Acidentalmente, lembrei-me hoje de um filme inglês que vi há uns anos, cujo nome não me ocorre nem é importante, mas que me deixou uma marca muito forte pelo sentimento que transmitiu. Recordo um jovem casal apaixonado que passou por um terrível acidente de amor, afetado também pela morte de uma grande amiga comum. No rescaldo desesperado do infortúnio que ambos viviam a jovem pediu para o seu apaixonado lhe pôr a tocar uma melodia de Boyce. O filme acabou ao som da Sinfonia nº 3 de William Boyce, em modo muito suave e de grande tranquilidade. Não estava, na altura, muito identificado com William Boyce nem com a sua obra, mas investiguei e hoje sou um grande apreciador da sua música. Boyce nasceu em Londres, viveu entre 1711 e 1779, situando-se na época da música barroca. Não terá sido dos maiores expoentes da música hoje chamada de clássica mas, tendo sido organista, ensurdeceu ao ponto de passar apenas a compor. São bem conhecidas as suas 8 sinfonias e, para quem estiver menos avisado, recomendo vivamente que ouçam a sua música. Traz-nos uma grande sensação de calma espiritual e, ao mesmo tempo, de alguma tristeza. Talvez fossem estes condimentos que a jovem apaixonada do filme precisasse naquela altura.

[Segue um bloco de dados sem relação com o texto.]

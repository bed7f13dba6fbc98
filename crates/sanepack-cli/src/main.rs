//! Main CLI entry point for sanepack

use std::path::PathBuf;

use clap::{Parser, Subcommand};
use color_eyre::eyre::Result;
use sanepack_config::Config;
use tracing_subscriber::EnvFilter;

mod commands;

/// sanepack - Generate packaging scaffolds from a project descriptor
#[derive(Parser, Debug)]
#[command(author, version, about, long_about = None)]
#[command(propagate_version = true)]
struct Cli {
    /// Increase logging verbosity
    #[arg(short, long, action = clap::ArgAction::Count, global = true)]
    verbose: u8,

    /// Decrease logging verbosity
    #[arg(short, long, action = clap::ArgAction::Count, global = true)]
    quiet: u8,

    /// Configuration file path
    #[arg(short, long, global = true, value_name = "FILE")]
    config: Option<PathBuf>,

    #[command(subcommand)]
    command: Commands,
}

#[derive(Subcommand, Debug)]
enum Commands {
    /// Write a template package descriptor to edit
    Init {
        /// Output path for the descriptor
        #[arg(short, long, value_name = "FILE")]
        output: Option<PathBuf>,

        /// Force overwrite existing file
        #[arg(short, long)]
        force: bool,
    },

    /// Generate the packaging scaffold for a target
    Framework {
        /// Package descriptor to read
        #[arg(short, long, value_name = "FILE")]
        file: Option<PathBuf>,

        /// Packaging target
        #[arg(short, long, value_name = "NAME")]
        target: Option<String>,

        /// Template directory
        #[arg(long, value_name = "DIR")]
        templates: Option<PathBuf>,

        /// Project root where the scaffold is created
        #[arg(long, value_name = "DIR")]
        project_dir: Option<PathBuf>,
    },
}

fn main() -> Result<()> {
    color_eyre::install()?;

    let cli = Cli::parse();

    setup_logging(cli.verbose, cli.quiet)?;

    let config = Config::load(cli.config.as_deref())?;

    let result = match cli.command {
        Commands::Init { output, force } => {
            let output = output.unwrap_or_else(|| config.descriptor.clone());
            commands::InitCommand::new(config.project_dir.clone(), output, force).execute()
        }

        Commands::Framework { file, target, templates, project_dir } => {
            let mut config = config;
            if let Some(file) = file {
                config.descriptor = file;
            }
            if let Some(target) = target {
                config.target = target;
            }
            if let Some(templates) = templates {
                config.template_dir = templates;
            }
            if let Some(project_dir) = project_dir {
                config.project_dir = project_dir;
            }
            commands::FrameworkCommand::new(config).execute()
        }
    };

    if let Err(e) = result {
        tracing::error!("Command failed: {:#}", e);
        std::process::exit(1);
    }

    Ok(())
}

fn setup_logging(verbose: u8, quiet: u8) -> Result<()> {
    let log_level = match (verbose, quiet) {
        (0, 0) => "info",
        (1, 0) => "debug",
        (v, 0) if v > 1 => "trace",
        (0, 1) => "warn",
        (0, 2) => "error",
        (0, q) if q > 2 => "off",
        _ => "info",
    };

    let filter = EnvFilter::try_from_default_env().unwrap_or_else(|_| EnvFilter::new(log_level));

    tracing_subscriber::fmt()
        .with_env_filter(filter)
        .with_target(false)
        .init();

    Ok(())
}
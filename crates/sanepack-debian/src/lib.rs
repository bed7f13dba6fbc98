//! Debian packaging backend for sanepack
//!
//! This crate turns a [`sanepack_core::Package`] into the `debian/`
//! directory `dpkg-buildpackage` expects.
//!
//! # Example Usage
//!
//! ```rust,no_run
//! use sanepack_core::{Frameworker, Package};
//! use sanepack_debian::DebianFrameworker;
//!
//! # fn example() -> Result<(), Box<dyn std::error::Error>> {
//! let package = Package::from_file("sanepack.json")?;
//! let backend = DebianFrameworker::new(".", "/usr/share/sanepack/templates");
//!
//! backend.framework(&package)?;
//! println!("{}", backend.info());
//! # Ok(())
//! # }
//! ```
//!
//! # Modules
//!
//! - [`control`]: debian/control field assembly
//! - [`error`]: Error types and result handling
//! - [`framework`]: The [`DebianFrameworker`] backend
//! - [`history`]: Version and changelog derivation from git
//! - [`template`]: Template loading and rendering

pub mod control;
pub mod error;
pub mod framework;
pub mod history;
pub mod template;

// Re-export commonly used types
pub use control::{concat, ControlFile, ControlIncludes};
pub use error::{DebianError, Result};
pub use framework::{DebianFrameworker, DEBIAN_INFO, TARGET_NAME};
pub use history::{ChangelogFile, GitHistory, HistorySource, VersionHistory};
pub use template::{TemplateRenderer, TemplateSet};
//! Error types for the core library

use thiserror::Error;

/// Core error type for sanepack operations
#[derive(Error, Debug)]
pub enum Error {
    /// I/O operation failed
    #[error("I/O error: {0}")]
    Io(#[from] std::io::Error),

    /// Serialization/deserialization error
    #[error("Serialization error: {0}")]
    Serialization(#[from] serde_json::Error),

    /// Invalid package descriptor
    #[error("Invalid package descriptor: {reason}")]
    InvalidPackage { reason: String },

    /// Configuration error
    #[error("Configuration error: {message}")]
    ConfigError { message: String },

    /// No backend is registered under the requested target name
    #[error("Unknown packaging target: {target}")]
    UnknownTarget { target: String },

    /// A packaging backend failed
    #[error("{target} backend failed: {source}")]
    Backend {
        target: String,
        #[source]
        source: Box<dyn std::error::Error + Send + Sync>,
    },
}

/// Result type alias for sanepack operations
pub type Result<T> = std::result::Result<T, Error>;

impl Error {
    /// Wrap a backend-specific error
    pub fn backend<E>(target: impl Into<String>, source: E) -> Self
    where
        E: std::error::Error + Send + Sync + 'static,
    {
        Self::Backend { target: target.into(), source: Box::new(source) }
    }

    /// Create an unknown target error
    pub fn unknown_target(target: impl Into<String>) -> Self {
        Self::UnknownTarget { target: target.into() }
    }
}
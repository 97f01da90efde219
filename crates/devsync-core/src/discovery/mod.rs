//! Host discovery
//!
//! Known hosts come first: if the trust store has entries for the key
//! family, every unique host is labeled, probed and reported whether or not it
//! answers. With an empty trust store the local address table is swept
//! instead and only hosts that send a greeting are reported.

pub mod probe;
pub mod resolve;
pub mod sweep;
pub mod trust;

use std::collections::HashSet;
use std::io::{self, Write};
use std::path::PathBuf;

use colored::Colorize;

use crate::process::ProcessRunner;

pub use probe::{Prober, TcpProber};
pub use resolve::{DnsResolver, NameResolver, host_label};
pub use trust::{DEFAULT_KEY_FAMILY, TrustEntry};

/// One host as reported by a discovery run
#[derive(Debug, Clone, PartialEq, Eq)]
pub struct DiscoveredHost {
    pub address: String,
    /// The address, annotated with a resolved name when one is known
    pub label: String,
    pub reachable: bool,
    pub banner: Option<String>,
}

/// Where the reported hosts came from
#[derive(Debug, Clone, Copy, PartialEq, Eq)]
pub enum DiscoverySource {
    /// The trust store had entries for the key family
    Trusted,
    /// Fallback sweep of the address table
    Sweep {
        /// Addresses probed, responding or not
        candidates: usize,
    },
}

/// Outcome of a discovery run, ready to render
#[derive(Debug, Clone, PartialEq, Eq)]
pub struct DiscoveryReport {
    pub source: DiscoverySource,
    pub key_family: String,
    pub hosts: Vec<DiscoveredHost>,
}

/// Discovery over injected probing, resolution and process capabilities.
pub struct Discovery<'a> {
    trust_store: PathBuf,
    key_family: String,
    prober: &'a dyn Prober,
    resolver: &'a dyn NameResolver,
    process: &'a dyn ProcessRunner,
}

impl<'a> Discovery<'a> {
    pub fn new(
        trust_store: impl Into<PathBuf>,
        prober: &'a dyn Prober,
        resolver: &'a dyn NameResolver,
        process: &'a dyn ProcessRunner,
    ) -> Self {
        Self {
            trust_store: trust_store.into(),
            key_family: DEFAULT_KEY_FAMILY.to_string(),
            prober,
            resolver,
            process,
        }
    }

    pub fn with_key_family(mut self, key_family: impl Into<String>) -> Self {
        self.key_family = key_family.into();
        self
    }

    /// Probe hosts one at a time, in discovery order.
    pub fn discover(&self) -> DiscoveryReport {
        let entries = trust::load_trust_store(&self.trust_store, &self.key_family);
        tracing::debug!(
            path = %self.trust_store.display(),
            entries = entries.len(),
            "Loaded trust store"
        );

        if entries.is_empty() {
            self.discover_by_sweep()
        } else {
            self.discover_trusted(&entries)
        }
    }

    fn discover_trusted(&self, entries: &[TrustEntry]) -> DiscoveryReport {
        let mut seen = HashSet::new();
        let hosts = entries
            .iter()
            .filter(|entry| seen.insert(entry.host.clone()))
            .map(|entry| {
                let label = host_label(self.resolver, &entry.host);
                let banner = self.prober.probe(&entry.host);
                DiscoveredHost {
                    address: entry.host.clone(),
                    label,
                    reachable: banner.is_some(),
                    banner,
                }
            })
            .collect();

        DiscoveryReport {
            source: DiscoverySource::Trusted,
            key_family: self.key_family.clone(),
            hosts,
        }
    }

    fn discover_by_sweep(&self) -> DiscoveryReport {
        let candidates = sweep::sweep(self.process);
        tracing::debug!(candidates = candidates.len(), "Swept address table");

        let hosts = candidates
            .iter()
            .filter_map(|address| {
                let banner = self.prober.probe(address)?;
                Some(DiscoveredHost {
                    address: address.clone(),
                    label: host_label(self.resolver, address),
                    reachable: true,
                    banner: Some(banner),
                })
            })
            .collect();

        DiscoveryReport {
            source: DiscoverySource::Sweep {
                candidates: candidates.len(),
            },
            key_family: self.key_family.clone(),
            hosts,
        }
    }
}

impl DiscoveryReport {
    pub fn render(&self, out: &mut dyn Write) -> io::Result<()> {
        match self.source {
            DiscoverySource::Trusted => self.render_trusted(out),
            DiscoverySource::Sweep { candidates } => self.render_sweep(candidates, out),
        }
    }

    fn render_trusted(&self, out: &mut dyn Write) -> io::Result<()> {
        writeln!(
            out,
            "{}",
            format!("Trusted {} hosts (from known_hosts):", self.key_family).bold()
        )?;
        writeln!(out)?;

        for host in &self.hosts {
            let status = match &host.banner {
                Some(banner) => format!("SSH: {banner}").green(),
                None => "SSH: unreachable".red(),
            };
            writeln!(out, "  {}    {}", host.label, status)?;
        }
        Ok(())
    }

    fn render_sweep(&self, candidates: usize, out: &mut dyn Write) -> io::Result<()> {
        writeln!(
            out,
            "No trusted {} hosts found in known_hosts.",
            self.key_family
        )?;
        writeln!(out, "Scanning local network for SSH services...")?;
        writeln!(out)?;

        if candidates == 0 {
            writeln!(out, "  {}", "No hosts found in ARP table.".dimmed())?;
            return Ok(());
        }

        for host in &self.hosts {
            writeln!(out, "  {}", host.label.bold())?;
            if let Some(banner) = &host.banner {
                writeln!(out, "    {}", banner.dimmed())?;
            }
        }

        if self.hosts.is_empty() {
            writeln!(out, "  {}", "No SSH services found on local network.".dimmed())?;
            return Ok(());
        }

        writeln!(out)?;
        writeln!(
            out,
            "{} host(s) with SSH open. Connect with:",
            self.hosts.len().to_string().green().bold()
        )?;
        writeln!(out, "  {}   (to add to known_hosts)", "ssh user@<host>".cyan())?;
        writeln!(out, "  {}      (to verify)", "devsync scan".cyan())?;
        Ok(())
    }
}
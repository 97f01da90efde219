//! Discovery runs against fake probing, resolution and address tables.

use devsync_core::ProcessOutput;
use devsync_core::discovery::sweep::ADDRESS_TABLE_TIMEOUT;
use devsync_core::discovery::{DiscoveredHost, Discovery, DiscoverySource};
use devsync_test_utils::{FakeProber, FakeResolver, ScriptedRunner, disable_colors, write_known_hosts};
use pretty_assertions::assert_eq;
use tempfile::TempDir;

const BANNER: &str = "SSH-2.0-OpenSSH_9.6";

const ARP_OUTPUT: &str = "\
box (192.168.1.5) at 1a:2b:3c:4d:5e:6f on en0 ifscope [ethernet]
? (192.168.1.6) at 1a:2b:3c:4d:5e:70 on en0 ifscope [ethernet]
? (224.0.0.251) at 1:0:5e:0:0:fb on en0 ifscope permanent [ethernet]
";

fn render(report: &devsync_core::DiscoveryReport) -> String {
    let mut out: Vec<u8> = Vec::new();
    report.render(&mut out).unwrap();
    String::from_utf8(out).unwrap()
}

#[test]
fn test_unreachable_trusted_host_is_reported_without_sweeping() {
    disable_colors();
    let temp = TempDir::new().unwrap();
    let known_hosts = write_known_hosts(temp.path(), &["10.0.0.9 ssh-rsa AAAAB3NzaC1yc2E"]);
    let prober = FakeProber::new();
    let resolver = FakeResolver::new();
    let runner = ScriptedRunner::new();

    let report = Discovery::new(&known_hosts, &prober, &resolver, &runner).discover();

    assert_eq!(report.source, DiscoverySource::Trusted);
    assert_eq!(
        report.hosts,
        vec![DiscoveredHost {
            address: "10.0.0.9".into(),
            label: "10.0.0.9".into(),
            reachable: false,
            banner: None,
        }]
    );
    assert!(runner.calls().is_empty());
    assert_eq!(
        render(&report),
        "Trusted ssh-rsa hosts (from known_hosts):\n\n  10.0.0.9    SSH: unreachable\n"
    );
}

#[test]
fn test_trusted_hosts_are_deduplicated_in_file_order() {
    let temp = TempDir::new().unwrap();
    let known_hosts = write_known_hosts(
        temp.path(),
        &[
            "alpha,10.0.0.2 ssh-rsa AAAA",
            "# alpha again below, on another port",
            "[alpha]:2222,beta ssh-rsa AAAA",
            "gamma ssh-ed25519 AAAA",
        ],
    );
    let prober = FakeProber::new().with_banner("beta", BANNER);
    let resolver = FakeResolver::new();
    let runner = ScriptedRunner::new();

    let report = Discovery::new(&known_hosts, &prober, &resolver, &runner).discover();

    let addresses: Vec<&str> = report.hosts.iter().map(|h| h.address.as_str()).collect();
    assert_eq!(addresses, vec!["alpha", "10.0.0.2", "beta"]);
    assert_eq!(prober.probed(), vec!["alpha", "10.0.0.2", "beta"]);
    assert!(report.hosts[2].reachable);
    assert_eq!(report.hosts[2].banner.as_deref(), Some(BANNER));
}

#[test]
fn test_trusted_hosts_are_labeled_with_resolved_names() {
    disable_colors();
    let temp = TempDir::new().unwrap();
    let known_hosts = write_known_hosts(temp.path(), &["10.0.0.7,10.0.0.8 ssh-rsa AAAA"]);
    let prober = FakeProber::new().with_banner("10.0.0.7", BANNER);
    let resolver = FakeResolver::new()
        .with_name("10.0.0.7", "nas.lan")
        .with_name("10.0.0.8", "10.0.0.8");
    let runner = ScriptedRunner::new();

    let report = Discovery::new(&known_hosts, &prober, &resolver, &runner).discover();

    assert_eq!(
        render(&report),
        "Trusted ssh-rsa hosts (from known_hosts):\n\n  10.0.0.7 (nas.lan)    SSH: SSH-2.0-OpenSSH_9.6\n  10.0.0.8    SSH: unreachable\n"
    );
}

#[test]
fn test_sweep_reports_only_responding_hosts() {
    disable_colors();
    let temp = TempDir::new().unwrap();
    let known_hosts = temp.path().join("known_hosts");
    let prober = FakeProber::new().with_banner("192.168.1.5", BANNER);
    let resolver = FakeResolver::new().with_name("192.168.1.5", "box.lan");
    let runner = ScriptedRunner::new().respond(ProcessOutput::ok(ARP_OUTPUT));

    let report = Discovery::new(&known_hosts, &prober, &resolver, &runner).discover();

    assert_eq!(report.source, DiscoverySource::Sweep { candidates: 2 });
    assert_eq!(prober.probed(), vec!["192.168.1.5", "192.168.1.6"]);
    assert_eq!(report.hosts.len(), 1);

    let expected = "\
No trusted ssh-rsa hosts found in known_hosts.
Scanning local network for SSH services...

  192.168.1.5 (box.lan)
    SSH-2.0-OpenSSH_9.6

1 host(s) with SSH open. Connect with:
  ssh user@<host>   (to add to known_hosts)
  devsync scan      (to verify)
";
    let text = render(&report);
    assert_eq!(text, expected);
    assert!(!text.contains("192.168.1.6"));
}

#[test]
fn test_sweep_uses_address_table_listing() {
    let temp = TempDir::new().unwrap();
    let known_hosts = temp.path().join("known_hosts");
    let prober = FakeProber::new();
    let resolver = FakeResolver::new();
    let runner = ScriptedRunner::new().respond(ProcessOutput::ok(ARP_OUTPUT));

    Discovery::new(&known_hosts, &prober, &resolver, &runner).discover();

    assert_eq!(runner.calls(), vec![("arp".to_string(), vec!["-a".to_string()])]);
    assert_eq!(runner.timeouts(), vec![Some(ADDRESS_TABLE_TIMEOUT)]);
}

#[test]
fn test_stalled_address_table_yields_empty_sweep() {
    disable_colors();
    let temp = TempDir::new().unwrap();
    let known_hosts = temp.path().join("known_hosts");
    let prober = FakeProber::new();
    let resolver = FakeResolver::new();
    let runner = ScriptedRunner::new().time_out();

    let report = Discovery::new(&known_hosts, &prober, &resolver, &runner).discover();

    assert_eq!(report.source, DiscoverySource::Sweep { candidates: 0 });
    assert!(report.hosts.is_empty());
    assert!(prober.probed().is_empty());
    assert!(render(&report).contains("No hosts found in ARP table."));
}

#[test]
fn test_sweep_with_no_responders() {
    disable_colors();
    let temp = TempDir::new().unwrap();
    let known_hosts = temp.path().join("known_hosts");
    let prober = FakeProber::new();
    let resolver = FakeResolver::new();
    let runner = ScriptedRunner::new().respond(ProcessOutput::ok(ARP_OUTPUT));

    let report = Discovery::new(&known_hosts, &prober, &resolver, &runner).discover();

    let text = render(&report);
    assert!(report.hosts.is_empty());
    assert!(text.contains("No SSH services found on local network."));
    assert!(!text.contains("Connect with"));
}

#[test]
fn test_missing_address_table_tool_is_not_fatal() {
    disable_colors();
    let temp = TempDir::new().unwrap();
    let known_hosts = temp.path().join("known_hosts");
    let prober = FakeProber::new();
    let resolver = FakeResolver::new();
    let runner = ScriptedRunner::new().missing_program();

    let report = Discovery::new(&known_hosts, &prober, &resolver, &runner).discover();

    assert_eq!(report.source, DiscoverySource::Sweep { candidates: 0 });
    assert!(prober.probed().is_empty());
    assert!(render(&report).contains("No hosts found in ARP table."));
}

#[test]
fn test_other_key_families_fall_back_to_sweep() {
    let temp = TempDir::new().unwrap();
    let known_hosts = write_known_hosts(temp.path(), &["[host]:2222 ssh-ed25519 AAAA"]);
    let prober = FakeProber::new();
    let resolver = FakeResolver::new();
    let runner = ScriptedRunner::new();

    let report = Discovery::new(&known_hosts, &prober, &resolver, &runner).discover();

    assert!(matches!(report.source, DiscoverySource::Sweep { .. }));
    assert_eq!(runner.calls().len(), 1);
}

#[test]
fn test_key_family_can_be_chosen() {
    let temp = TempDir::new().unwrap();
    let known_hosts = write_known_hosts(temp.path(), &["[host]:2222 ssh-ed25519 AAAA"]);
    let prober = FakeProber::new();
    let resolver = FakeResolver::new();
    let runner = ScriptedRunner::new();

    let report = Discovery::new(&known_hosts, &prober, &resolver, &runner)
        .with_key_family("ssh-ed25519")
        .discover();

    assert_eq!(report.source, DiscoverySource::Trusted);
    assert_eq!(report.key_family, "ssh-ed25519");
    assert_eq!(report.hosts[0].address, "host");
}
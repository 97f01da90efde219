//! Filesystem fixtures and output helpers.

use std::fs;
use std::path::{Path, PathBuf};

use devsync_fs::{Profile, ProfileStore};
use tempfile::TempDir;

/// Turn off ANSI styling so rendered output can be compared as plain text.
pub fn disable_colors() {
    colored::control::set_override(false);
}

/// A profile with two excludes and no trailing slashes on its paths.
pub fn sample_profile() -> Profile {
    Profile::new(
        "dev@192.168.1.187",
        "/Users/dev/Code/app",
        "/home/dev/app",
        vec![".git".to_string(), "node_modules".to_string()],
    )
}

/// A store rooted in `temp` holding [`sample_profile`] under `name`.
///
/// # Panics
/// Panics if the store cannot be written.
pub fn store_with_profile(temp: &TempDir, name: &str) -> ProfileStore {
    let store = ProfileStore::new(temp.path().join("config"), temp.path().join("project"));
    store
        .insert(name, sample_profile(), false, false)
        .unwrap_or_else(|e| panic!("store_with_profile: failed to insert '{name}': {e}"));
    store
}

/// Write a trust store with the given lines and return its path.
///
/// # Panics
/// Panics if the file cannot be written.
pub fn write_known_hosts(dir: &Path, lines: &[&str]) -> PathBuf {
    let path = dir.join("known_hosts");
    let mut content = lines.join("\n");
    content.push('\n');
    fs::write(&path, content)
        .unwrap_or_else(|e| panic!("write_known_hosts: failed to write {}: {e}", path.display()));
    path
}
//! Long-form help with worked examples

use std::io::Write;

use crate::error::Result;

const HELP_TEXT: &str = "\
devsync - Bidirectional dev environment sync over SSH

Commands:

  init      Create a new sync profile
  push      Sync files from local machine to remote
  pull      Sync files from remote machine to local
  status    Preview what would change (dry-run both directions)
  scan      Find trusted SSH hosts or discover SSH on local network
  list      Show all configured profiles
  remove    Delete a profile
  help      Show this help with examples

Examples:

  Set up a new profile:
    devsync init myproject --host me@192.168.1.187 --remote /Users/me/Code/myproject --local ~/Code/myproject

  Set up a profile with extra excludes:
    devsync init myproject --host me@192.168.1.187 --remote /Users/me/Code/myproject --local ~/Code/myproject --exclude \"*.xcuserstate\" --exclude \"Pods\"

  Overwrite an existing profile:
    devsync init myproject --host me@192.168.1.187 --remote /path --local /path --force

  Push local changes to the remote machine:
    devsync push myproject

  Pull remote changes to the local machine:
    devsync pull myproject

  See what's different without syncing:
    devsync status myproject

  Find SSH hosts you can sync with:
    devsync scan

  List all your profiles:
    devsync list

  Remove a profile you no longer need:
    devsync remove myproject

Typical workflow:
  1. devsync scan              (find your other machine)
  2. devsync init <name> ...   (set up a profile)
  3. devsync push <name>       (send files over)
  4. ... work on the other machine ...
  5. devsync pull <name>       (bring changes back)

Config:
  Global: ~/.config/devsync/profiles.json  (override with --config-dir or DEVSYNC_CONFIG_DIR)
  Local:  ./devsync.json (takes priority, easy to edit by hand)

  Use --local-config with init to create a devsync.json in the current directory.
  If devsync.json exists in the current directory, all commands use it automatically.
";

/// Run the help command
pub fn run_help(out: &mut dyn Write) -> Result<()> {
    writeln!(out, "{HELP_TEXT}")?;
    Ok(())
}
//! JSON-backed profile store
//!
//! Profiles live in one JSON object keyed by name. Two locations exist: a
//! global store under the user's config directory and a project-local
//! `devsync.json` in the working directory. When the local file exists it
//! takes priority for every read and write.

use std::path::{Path, PathBuf};

use crate::{Error, Profile, ProfileMap, Result, io};

/// File name of the global store inside the config directory
pub const GLOBAL_PROFILES_FILE: &str = "profiles.json";

/// File name of the project-local store inside the working directory
pub const LOCAL_PROFILES_FILE: &str = "devsync.json";

/// Which of the two store files an operation targets
#[derive(Debug, Clone, Copy, PartialEq, Eq)]
pub enum StoreLocation {
    Global,
    Local,
}

/// Whole-file read/modify/write access to the profile mapping.
///
/// Both base directories are injected so callers (and tests) decide where
/// the files live.
#[derive(Debug, Clone)]
pub struct ProfileStore {
    config_dir: PathBuf,
    working_dir: PathBuf,
}

impl ProfileStore {
    pub fn new(config_dir: impl Into<PathBuf>, working_dir: impl Into<PathBuf>) -> Self {
        Self {
            config_dir: config_dir.into(),
            working_dir: working_dir.into(),
        }
    }

    /// `~/.config/devsync`, if a home directory can be determined.
    pub fn default_config_dir() -> Option<PathBuf> {
        dirs::home_dir().map(|home| home.join(".config").join("devsync"))
    }

    pub fn global_path(&self) -> PathBuf {
        self.config_dir.join(GLOBAL_PROFILES_FILE)
    }

    pub fn local_path(&self) -> PathBuf {
        self.working_dir.join(LOCAL_PROFILES_FILE)
    }

    /// The location reads go to: local if `devsync.json` exists, else global.
    pub fn active_location(&self) -> StoreLocation {
        if self.local_path().exists() {
            StoreLocation::Local
        } else {
            StoreLocation::Global
        }
    }

    pub fn path_for(&self, location: StoreLocation) -> PathBuf {
        match location {
            StoreLocation::Global => self.global_path(),
            StoreLocation::Local => self.local_path(),
        }
    }

    pub fn active_path(&self) -> PathBuf {
        self.path_for(self.active_location())
    }

    /// Load every profile from the active store. A missing file is empty.
    pub fn load(&self) -> Result<ProfileMap> {
        self.load_from(self.active_location())
    }

    fn load_from(&self, location: StoreLocation) -> Result<ProfileMap> {
        let path = self.path_for(location);
        tracing::debug!(path = %path.display(), "Loading profiles");

        let Some(content) = io::read_text_if_exists(&path)? else {
            return Ok(ProfileMap::new());
        };

        serde_json::from_str(&content).map_err(|e| Error::ConfigParse {
            path,
            format: "JSON".into(),
            message: e.to_string(),
        })
    }

    /// Look up a single profile by name.
    pub fn get(&self, name: &str) -> Result<Profile> {
        self.load()?
            .remove(name)
            .ok_or_else(|| Error::ProfileNotFound {
                name: name.to_string(),
            })
    }

    /// Overwrite the store at `location` with `profiles`.
    pub fn save(&self, profiles: &ProfileMap, location: StoreLocation) -> Result<PathBuf> {
        let path = self.path_for(location);
        let mut content = serde_json::to_string_pretty(profiles).map_err(|e| {
            Error::ConfigSerialize {
                path: path.clone(),
                format: "JSON".into(),
                message: e.to_string(),
            }
        })?;
        content.push('\n');

        io::write_atomic(&path, content.as_bytes())?;
        Ok(path)
    }

    /// Add a profile, refusing to replace an existing one unless `force`.
    ///
    /// Profiles are read from the active store. With `local` set they are
    /// written to the project-local store, creating it if needed, so a fresh
    /// `devsync.json` starts with every global profile. Returns the path of
    /// the file written.
    pub fn insert(&self, name: &str, profile: Profile, force: bool, local: bool) -> Result<PathBuf> {
        let location = if local {
            StoreLocation::Local
        } else {
            self.active_location()
        };

        let mut profiles = self.load()?;
        if profiles.contains_key(name) && !force {
            return Err(Error::ProfileExists {
                name: name.to_string(),
            });
        }

        profiles.insert(name.to_string(), profile);
        self.save(&profiles, location)
    }

    /// Delete a profile. The store is not rewritten if the name is absent.
    pub fn remove(&self, name: &str) -> Result<PathBuf> {
        let location = self.active_location();
        let mut profiles = self.load_from(location)?;

        if profiles.remove(name).is_none() {
            return Err(Error::ProfileNotFound {
                name: name.to_string(),
            });
        }

        self.save(&profiles, location)
    }

    pub fn config_dir(&self) -> &Path {
        &self.config_dir
    }
}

Curiosamente estou a escrever este texto ao som, não de William Boyce mas de Arvo Part, compositor contemporâneo estoniano, pós-moderno, nascido em 1935 e ainda vivo. As suas composições, minimalistas, são muito belas e amplamente reconhecidas. Estou a ouvir a sua Ode nº 1, mas poderia estar a ouvir outra qualquer. Oiçam também Arvo Part e verão que não se arrependem.
Ambos os compositores, tão diferentes nas suas expressões e nas suas épocas, compuseram melodias tão íntimas e, por vezes, tão tristes que nos recordam um pouco os nossos sentimentos de saudade e amargura.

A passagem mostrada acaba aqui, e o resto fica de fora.